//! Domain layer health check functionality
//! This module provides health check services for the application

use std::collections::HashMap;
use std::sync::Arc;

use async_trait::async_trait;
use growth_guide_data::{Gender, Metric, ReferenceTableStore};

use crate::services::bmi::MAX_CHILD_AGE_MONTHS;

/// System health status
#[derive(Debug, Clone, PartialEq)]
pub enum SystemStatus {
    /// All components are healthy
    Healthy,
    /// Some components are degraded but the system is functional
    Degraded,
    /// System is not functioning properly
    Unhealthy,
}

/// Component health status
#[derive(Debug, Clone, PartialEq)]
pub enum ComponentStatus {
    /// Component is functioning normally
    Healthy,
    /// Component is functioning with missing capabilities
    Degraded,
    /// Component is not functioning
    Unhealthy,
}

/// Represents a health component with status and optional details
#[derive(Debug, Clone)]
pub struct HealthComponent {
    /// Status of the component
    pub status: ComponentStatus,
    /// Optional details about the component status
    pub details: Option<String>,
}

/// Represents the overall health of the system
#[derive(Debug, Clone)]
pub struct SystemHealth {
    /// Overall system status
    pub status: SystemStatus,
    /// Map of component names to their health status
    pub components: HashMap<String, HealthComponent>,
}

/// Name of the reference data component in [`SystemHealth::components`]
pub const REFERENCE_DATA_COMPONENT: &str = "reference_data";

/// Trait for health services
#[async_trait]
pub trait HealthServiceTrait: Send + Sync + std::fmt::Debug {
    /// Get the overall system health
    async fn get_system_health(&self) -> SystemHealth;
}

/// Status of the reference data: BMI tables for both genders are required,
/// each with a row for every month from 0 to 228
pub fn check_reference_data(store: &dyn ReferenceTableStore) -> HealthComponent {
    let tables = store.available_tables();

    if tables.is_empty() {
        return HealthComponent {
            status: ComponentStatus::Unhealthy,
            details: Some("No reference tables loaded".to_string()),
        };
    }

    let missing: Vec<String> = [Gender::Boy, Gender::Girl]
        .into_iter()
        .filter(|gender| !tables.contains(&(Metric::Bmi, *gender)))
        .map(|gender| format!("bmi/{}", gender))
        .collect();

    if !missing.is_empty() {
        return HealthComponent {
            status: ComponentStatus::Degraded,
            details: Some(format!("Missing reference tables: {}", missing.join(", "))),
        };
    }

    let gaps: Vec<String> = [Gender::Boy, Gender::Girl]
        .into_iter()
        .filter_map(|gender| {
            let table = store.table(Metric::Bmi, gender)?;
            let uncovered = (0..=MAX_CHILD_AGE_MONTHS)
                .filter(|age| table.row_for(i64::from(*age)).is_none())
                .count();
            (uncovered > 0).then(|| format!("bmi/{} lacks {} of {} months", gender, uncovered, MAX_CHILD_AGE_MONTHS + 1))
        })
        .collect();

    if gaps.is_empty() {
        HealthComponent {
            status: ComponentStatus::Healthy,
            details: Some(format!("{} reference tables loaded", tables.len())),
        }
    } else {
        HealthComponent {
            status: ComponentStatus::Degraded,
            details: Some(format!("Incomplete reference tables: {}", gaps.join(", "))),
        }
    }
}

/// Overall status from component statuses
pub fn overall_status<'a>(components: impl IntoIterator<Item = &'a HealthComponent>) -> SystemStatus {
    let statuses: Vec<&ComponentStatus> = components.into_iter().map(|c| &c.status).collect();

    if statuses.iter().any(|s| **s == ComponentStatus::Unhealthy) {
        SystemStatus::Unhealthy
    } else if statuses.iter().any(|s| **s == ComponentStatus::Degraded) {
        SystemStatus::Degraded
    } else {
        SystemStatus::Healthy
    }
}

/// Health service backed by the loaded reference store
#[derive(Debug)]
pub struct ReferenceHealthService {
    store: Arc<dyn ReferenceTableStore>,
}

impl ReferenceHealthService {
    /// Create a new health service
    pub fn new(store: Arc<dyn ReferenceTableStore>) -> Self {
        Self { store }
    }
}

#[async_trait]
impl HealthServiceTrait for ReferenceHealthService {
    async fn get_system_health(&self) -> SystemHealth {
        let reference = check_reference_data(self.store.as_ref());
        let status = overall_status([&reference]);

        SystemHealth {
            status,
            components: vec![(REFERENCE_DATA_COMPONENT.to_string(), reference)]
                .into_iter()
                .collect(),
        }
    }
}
================================
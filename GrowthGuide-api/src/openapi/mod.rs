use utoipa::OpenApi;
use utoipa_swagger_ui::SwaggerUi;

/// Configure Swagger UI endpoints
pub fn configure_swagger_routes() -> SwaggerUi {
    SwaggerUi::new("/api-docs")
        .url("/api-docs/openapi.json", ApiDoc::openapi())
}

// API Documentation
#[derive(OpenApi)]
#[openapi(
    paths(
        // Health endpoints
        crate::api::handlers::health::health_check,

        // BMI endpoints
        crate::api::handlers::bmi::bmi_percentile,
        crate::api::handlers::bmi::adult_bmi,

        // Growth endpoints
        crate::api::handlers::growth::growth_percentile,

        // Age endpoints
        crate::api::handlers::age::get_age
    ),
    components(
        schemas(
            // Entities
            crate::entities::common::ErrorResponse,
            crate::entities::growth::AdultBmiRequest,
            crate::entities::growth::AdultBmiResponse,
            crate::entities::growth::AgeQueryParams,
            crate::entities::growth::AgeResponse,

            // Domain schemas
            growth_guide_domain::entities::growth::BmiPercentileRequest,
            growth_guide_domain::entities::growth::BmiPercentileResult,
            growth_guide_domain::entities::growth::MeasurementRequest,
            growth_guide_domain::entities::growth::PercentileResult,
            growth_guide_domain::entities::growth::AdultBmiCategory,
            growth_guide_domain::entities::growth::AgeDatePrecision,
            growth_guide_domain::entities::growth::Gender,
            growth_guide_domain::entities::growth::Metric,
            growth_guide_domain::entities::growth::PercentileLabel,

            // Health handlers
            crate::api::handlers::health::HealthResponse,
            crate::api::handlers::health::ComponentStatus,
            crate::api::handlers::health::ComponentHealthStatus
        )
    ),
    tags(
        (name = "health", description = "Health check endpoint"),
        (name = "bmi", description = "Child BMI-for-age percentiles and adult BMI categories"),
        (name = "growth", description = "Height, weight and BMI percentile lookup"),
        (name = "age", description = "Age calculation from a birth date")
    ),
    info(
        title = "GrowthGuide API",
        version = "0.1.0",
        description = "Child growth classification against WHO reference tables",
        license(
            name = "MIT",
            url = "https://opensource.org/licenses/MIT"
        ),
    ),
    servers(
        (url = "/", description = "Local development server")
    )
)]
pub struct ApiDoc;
================================
Return exactly, and only, the lines above starting at the line that contains "health check functionality" and ending at the line that contains "System health status".

#### EXERCISE RESULT:
//! Domain layer health check functionality
//! This module provides health check services for the application

use std::collections::HashMap;
use std::sync::Arc;

use async_trait::async_trait;
use growth_guide_data::{Gender, Metric, ReferenceTableStore};

use crate::services::bmi::MAX_CHILD_AGE_MONTHS;

/// System health status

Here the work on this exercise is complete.